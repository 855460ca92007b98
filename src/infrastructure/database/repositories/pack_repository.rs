//! SeaORM implementation of PackRepository

use async_trait::async_trait;
use log::{debug, info};
use sea_orm::{
    ActiveModelTrait, ColumnTrait, DatabaseConnection, EntityTrait, NotSet, QueryFilter,
    QueryOrder, Set,
};

use super::convert::{db_err, pack_to_domain};
use crate::domain::pack::{PackDefinition, PackRepository};
use crate::domain::{DomainError, DomainResult};
use crate::infrastructure::database::entities::pack;

pub struct SeaOrmPackRepository {
    db: DatabaseConnection,
}

impl SeaOrmPackRepository {
    pub fn new(db: DatabaseConnection) -> Self {
        Self { db }
    }
}

#[async_trait]
impl PackRepository for SeaOrmPackRepository {
    async fn find_by_id(&self, id: i32) -> DomainResult<Option<PackDefinition>> {
        let model = pack::Entity::find_by_id(id)
            .one(&self.db)
            .await
            .map_err(db_err)?;
        Ok(model.map(pack_to_domain))
    }

    async fn find_all(&self, active_only: bool) -> DomainResult<Vec<PackDefinition>> {
        let mut query = pack::Entity::find();
        if active_only {
            query = query.filter(pack::Column::IsActive.eq(true));
        }
        let models = query
            .order_by_asc(pack::Column::Name)
            .all(&self.db)
            .await
            .map_err(db_err)?;
        Ok(models.into_iter().map(pack_to_domain).collect())
    }

    async fn save(&self, p: PackDefinition) -> DomainResult<PackDefinition> {
        debug!("Saving pack: {}", p.name);

        let model = pack::ActiveModel {
            id: NotSet,
            name: Set(p.name),
            description: Set(p.description),
            included_hours: Set(p.included_hours),
            price: Set(p.price),
            currency: Set(p.currency),
            is_active: Set(p.is_active),
            created_at: Set(p.created_at),
            updated_at: Set(p.updated_at),
        };
        let model = model.insert(&self.db).await.map_err(db_err)?;
        info!("Pack {} saved", model.id);
        Ok(pack_to_domain(model))
    }

    async fn update(&self, p: PackDefinition) -> DomainResult<()> {
        debug!("Updating pack: {}", p.id);

        let existing = pack::Entity::find_by_id(p.id)
            .one(&self.db)
            .await
            .map_err(db_err)?;
        if existing.is_none() {
            return Err(DomainError::not_found("Pack", "id", p.id));
        }

        let model = pack::ActiveModel {
            id: Set(p.id),
            name: Set(p.name),
            description: Set(p.description),
            included_hours: Set(p.included_hours),
            price: Set(p.price),
            currency: Set(p.currency),
            is_active: Set(p.is_active),
            created_at: Set(p.created_at),
            updated_at: Set(p.updated_at),
        };
        model.update(&self.db).await.map_err(db_err)?;
        Ok(())
    }
}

# PROBLEM DETAILS:
Each line from the beginning of the listing up to the line where "let mut query = pack::Entity::find();" appears needs to be given again exactly; please add nothing else.

# FINISHED TASK:
repository 855460ca92007b98
filename src/infrastructure/database/repositories/pack_repository.rs
//! SeaORM implementation of PackRepository

use async_trait::async_trait;
use log::{debug, info};
use sea_orm::{
    ActiveModelTrait, ColumnTrait, DatabaseConnection, EntityTrait, NotSet, QueryFilter,
    QueryOrder, Set,
};

use super::convert::{db_err, pack_to_domain};
use crate::domain::pack::{PackDefinition, PackRepository};
use crate::domain::{DomainError, DomainResult};
use crate::infrastructure::database::entities::pack;

pub struct SeaOrmPackRepository {
    db: DatabaseConnection,
}

impl SeaOrmPackRepository {
    pub fn new(db: DatabaseConnection) -> Self {
        Self { db }
    }
}

#[async_trait]
impl PackRepository for SeaOrmPackRepository {
    async fn find_by_id(&self, id: i32) -> DomainResult<Option<PackDefinition>> {
        let model = pack::Entity::find_by_id(id)
            .one(&self.db)
            .await
            .map_err(db_err)?;
        Ok(model.map(pack_to_domain))
    }

    async fn find_all(&self, active_only: bool) -> DomainResult<Vec<PackDefinition>> {
        let mut query = pack::Entity::find();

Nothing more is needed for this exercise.